His thumb finally made contact, the lightest brush against her cheekbone. "Then I'm going to kiss you, Catherine. And I'm afraid I might not be able to stop at just a kiss."

The sensible thing would be to step back. To send him away. To preserve what remained of her reputation and her sanity. But Catherine had been sensible her whole life, and where had it gotten her? Nearly betrothed to a butterfly collector, running through storms, sharing rooms with strangers.

"I don't want you to stop," she breathed.

His eyes darkened, and she saw him struggle for control. "You need to be very sure. Because once we cross this line..."

"We've already crossed every other line tonight. What's one more?"

"Catherine." Her name was a warning, a plea.

She made the decision for both of them, rising on her toes to press her lips to his.

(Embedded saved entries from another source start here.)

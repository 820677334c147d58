//! Diesel schema for script persistence.

diesel::table! {
    /// Stored process scripts.
    scripts (id) {
        /// Script identifier.
        id -> Uuid,
        /// Owning process identifier.
        process_id -> Uuid,
        /// Unique script title.
        #[max_length = 255]
        title -> Varchar,
        /// Script description.
        description -> Text,
        /// Language tag.
        #[max_length = 32]
        language -> Varchar,
        /// Source code body.
        code -> Text,
        /// Creation timestamp.
        created_at -> Timestamptz,
        /// Last update timestamp.
        updated_at -> Timestamptz,
    }
}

For a moment, he was perfectly still, as if she'd shocked him. Then his control shattered. His arms came around her, pulling her against him as he deepened the kiss. It was nothing like the chaste pecks she'd received from suitors; this was fire and demand and a hunger that matched her own.

His hands tangled in her hair, angling her head to better plunder her mouth. She gasped, and he took advantage, his tongue sliding against hers in a way that made her knees weak. She clung to him, fingers gripping his waistcoat, trying to anchor herself against the tide of sensation.

"Heavens, Catherine," he groaned against her mouth. "You have no idea what you do to me."

"Show me," she challenged, drunk on brandy and desire and the freedom of being someone else for just one night.

He pulled back slightly, his eyes searching hers. "You're an innocent."

It wasn't a question, but she nodded anyway. "Does it matter?"

"It should." His thumb traced her lower lip, swollen from his kisses. "I should be noble. Send you back to your room with your virtue intact."

"I don't want noble. I want you."

He made a sound that was part laugh, part groan. "You'll be the death of me." But his hands were already moving, one sliding down to her waist, the other cupping her face with surprising gentleness. "If we do this, we do it my way."

"Your way?"

"I won't hurt you," he said softly. "But I won't treat you like glass either. You're stronger than that. You deserve better than fumbling in the dark."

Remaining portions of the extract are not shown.